--- Assigned task ---
Using the material below, work out how many lines contain "SimBackend". Only the number is wanted.

--- Supplied data ---
#[cfg(test)]
mod tests {
    use super::*;
    use crate::{
        config::SourceConfig,
        control::OverlayControl,
        device::sim::{SimBackend, SimCall, SimOp},
        format::YUYV,
    };
    use nix::errno::Errno;
    use std::error::Error;

    type TestResult = std::result::Result<(), Box<dyn Error>>;

    // data is declared first so it closes before control destroys the segment
    struct Rig {
        sim: SimBackend,
        data: OverlayData<SimBackend>,
        control: OverlayControl<SimBackend>,
        id: crate::control::OverlayId,
    }

    fn rig() -> std::result::Result<Rig, Box<dyn Error>> {
        let sim = SimBackend::new()?;
        let config = OverlayConfig::default();
        let mut control = OverlayControl::new(sim.clone(), config)?;
        let id = control.create_overlay(640, 480, YUYV, SourceConfig::default())?;
        let mut data = OverlayData::new(sim.clone(), config)?;
        data.initialize(control.handle(id)?)?;
        Ok(Rig {
            sim,
            data,
            control,
            id,
        })
    }

    #[test]
    fn uninitialized_session() -> TestResult {
        let sim = SimBackend::new()?;
        let mut data = OverlayData::new(sim, OverlayConfig::default())?;
        assert!(matches!(
            data.queue_buffer(0),
            Err(OverlayError::NotInitialized)
        ));
        assert!(matches!(
            data.get_buffer_count(),
            Err(OverlayError::NotInitialized)
        ));
        Ok(())
    }

    #[test]
    fn initialize_maps_every_buffer() -> TestResult {
        let mut rig = rig()?;
        assert_eq!(rig.data.get_buffer_count()?, 6);
        let frame = rig.data.buffer_mut(5)?;
        assert!(frame.len() >= 640 * 480 * 2);
        frame[0] = 0x80;
        let mapping = rig.data.get_buffer_address(5)?;
        assert!(mapping.ptr.is_some());
        assert!(!mapping.queued);
        assert_eq!(mapping.offset, 5 * mapping.length);
        Ok(())
    }

    #[test]
    fn failed_mapping_detaches() -> TestResult {
        let sim = SimBackend::new()?;
        let config = OverlayConfig::default();
        let mut control = OverlayControl::new(sim.clone(), config)?;
        let id = control.create_overlay(640, 480, YUYV, SourceConfig::default())?;
        let mut data = OverlayData::new(sim.clone(), config)?;
        sim.fail_next(Pipe::Video1, SimOp::QueryBuffer, Errno::EINVAL);
        let err = data.initialize(control.handle(id)?).unwrap_err();
        assert!(matches!(err, OverlayError::Mapping(_)));
        assert!(matches!(
            data.get_buffer_count(),
            Err(OverlayError::NotInitialized)
        ));
        Ok(())
    }

    #[test]
    fn out_of_range_probe_has_no_pointer() -> TestResult {
        let rig = rig()?;
        let mapping = rig.data.get_buffer_address(42)?;
        assert_eq!(mapping.ptr, None);
        assert!(!mapping.queued);
        Ok(())
    }

    #[test]
    fn queue_needs_control_commit() -> TestResult {
        let mut rig = rig()?;
        assert!(matches!(rig.data.queue_buffer(0), Err(OverlayError::NotReady)));
        assert!(matches!(rig.data.dequeue_buffer(), Err(OverlayError::NotReady)));
        assert!(matches!(
            rig.data.queue_buffer(6),
            Err(OverlayError::InvalidIndex { index: 6, count: 6 })
        ));
        Ok(())
    }

    #[test]
    fn crop_marks_data_ready() -> TestResult {
        let mut rig = rig()?;
        rig.control.commit(rig.id)?;
        rig.sim.take_calls(Pipe::Video1);

        rig.data.set_crop(0, 0, 320, 240)?;
        assert_eq!(rig.sim.state(Pipe::Video1).crop, Rect::new(0, 0, 320, 240));
        rig.sim.take_calls(Pipe::Video1);

        // unchanged crop issues nothing
        rig.data.set_crop(0, 0, 320, 240)?;
        assert!(rig.sim.calls(Pipe::Video1).is_empty());

        assert!(matches!(
            rig.data.set_crop(10, 0, 5, 10),
            Err(OverlayError::InvalidArgument(_))
        ));
        assert!(matches!(
            rig.data.resize_input(320, 240),
            Err(OverlayError::TooLate)
        ));
        assert!(matches!(
            rig.data.set_parameter(DataParam::Mirroring(true)),
            Err(OverlayError::TooLate)
        ));
        Ok(())
    }

    #[test]
    fn resize_reallocates() -> TestResult {
        let mut rig = rig()?;
        rig.data.set_parameter(DataParam::Rotation(Rotation::Rotation180))?;
        rig.sim.take_calls(Pipe::Video1);

        rig.data.resize_input(800, 600)?;
        let calls = rig.sim.take_calls(Pipe::Video1);
        let writes: Vec<_> = calls.into_iter().filter(SimCall::is_write).collect();
        assert_eq!(
            writes,
            vec![
                SimCall::Init {
                    width: 800,
                    height: 600,
                    format: YUYV
                },
                SimCall::SetRotation(Rotation::Rotation180),
                SimCall::SetCrop(Rect::new(0, 0, 640, 480)),
                SimCall::SetPosition(Rect::default()),
                SimCall::RequestBuffers(6),
            ]
        );
        assert_eq!(rig.data.input_size()?, (800, 600));
        assert!(rig.data.buffer_mut(0)?.len() >= 800 * 600 * 2);

        // same size, same attributes: nothing to do
        rig.data.resize_input(800, 600)?;
        assert!(rig.sim.calls(Pipe::Video1).is_empty());

        // attribute changes force a reallocation at the same size
        rig.data.set_parameter(DataParam::MaintainCoherency(true))?;
        rig.data.resize_input(800, 600)?;
        assert!(rig
            .sim
            .calls(Pipe::Video1)
            .contains(&SimCall::RequestBuffers(6)));

        // resizing counts as a control side configuration
        rig.data.queue_buffer(0)?;
        Ok(())
    }

    #[test]
    fn resize_after_queue_is_too_late() -> TestResult {
        let mut rig = rig()?;
        rig.control.commit(rig.id)?;
        rig.data.queue_buffer(0)?;
        assert!(!rig.data.session()?.shared.lock()?.data_ready());

        assert!(matches!(
            rig.data.resize_input(800, 600),
            Err(OverlayError::TooLate)
        ));
        assert_eq!(rig.data.session()?.shared.lock()?.queued(), 1);
        assert_eq!(rig.sim.state(Pipe::Video1).queued, [0]);
        assert_eq!(rig.data.input_size()?, (640, 480));
        Ok(())
    }

    #[test]
    fn failed_resize_can_be_retried() -> TestResult {
        let mut rig = rig()?;
        rig.sim.fail_next(Pipe::Video1, SimOp::RequestBuffers, Errno::ENOMEM);
        assert!(matches!(
            rig.data.resize_input(800, 600),
            Err(OverlayError::Device(Errno::ENOMEM))
        ));
        assert_eq!(rig.data.get_buffer_count()?, 0);
        assert_eq!(rig.data.input_size()?, (640, 480));

        rig.data.resize_input(800, 600)?;
        assert_eq!(rig.data.get_buffer_count()?, 6);
        assert_eq!(rig.data.input_size()?, (800, 600));
        assert!(rig.data.buffer_mut(0)?.len() >= 800 * 600 * 2);
        Ok(())
    }

    #[test]
    fn failed_reinit_at_same_size_is_retried() -> TestResult {
        let mut rig = rig()?;
        rig.data.set_parameter(DataParam::CacheableBuffers(false))?;
        rig.sim.fail_next(Pipe::Video1, SimOp::Init, Errno::EIO);
        assert!(rig.data.resize_input(640, 480).is_err());
        assert_eq!(rig.data.get_buffer_count()?, 0);

        rig.data.resize_input(640, 480)?;
        assert_eq!(rig.data.get_buffer_count()?, 6);
        Ok(())
    }

    #[test]
    fn dequeue_outside_pool_keeps_counter() -> TestResult {
        let mut rig = rig()?;
        rig.control.commit(rig.id)?;
        for id in 0..3 {
            rig.data.queue_buffer(id)?;
        }
        rig.sim.force_dequeue_index(Pipe::Video1, 42);
        assert!(matches!(
            rig.data.dequeue_buffer(),
            Err(OverlayError::InvalidIndex { index: 42, count: 6 })
        ));
        assert_eq!(rig.data.session()?.shared.lock()?.queued(), 3);

        assert_eq!(rig.data.dequeue_buffer()?, 0);
        assert_eq!(rig.data.session()?.shared.lock()?.queued(), 2);
        Ok(())
    }

    #[test]
    fn close_stops_streaming() -> TestResult {
        let mut rig = rig()?;
        rig.control.commit(rig.id)?;
        for id in 0..3 {
            rig.data.queue_buffer(id)?;
        }
        assert!(rig.sim.state(Pipe::Video1).streaming);
        rig.data.close();
        assert!(!rig.sim.state(Pipe::Video1).streaming);
        assert!(matches!(
            rig.data.dequeue_buffer(),
            Err(OverlayError::NotInitialized)
        ));
        Ok(())
    }
}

--- Answer to this exercise ---
7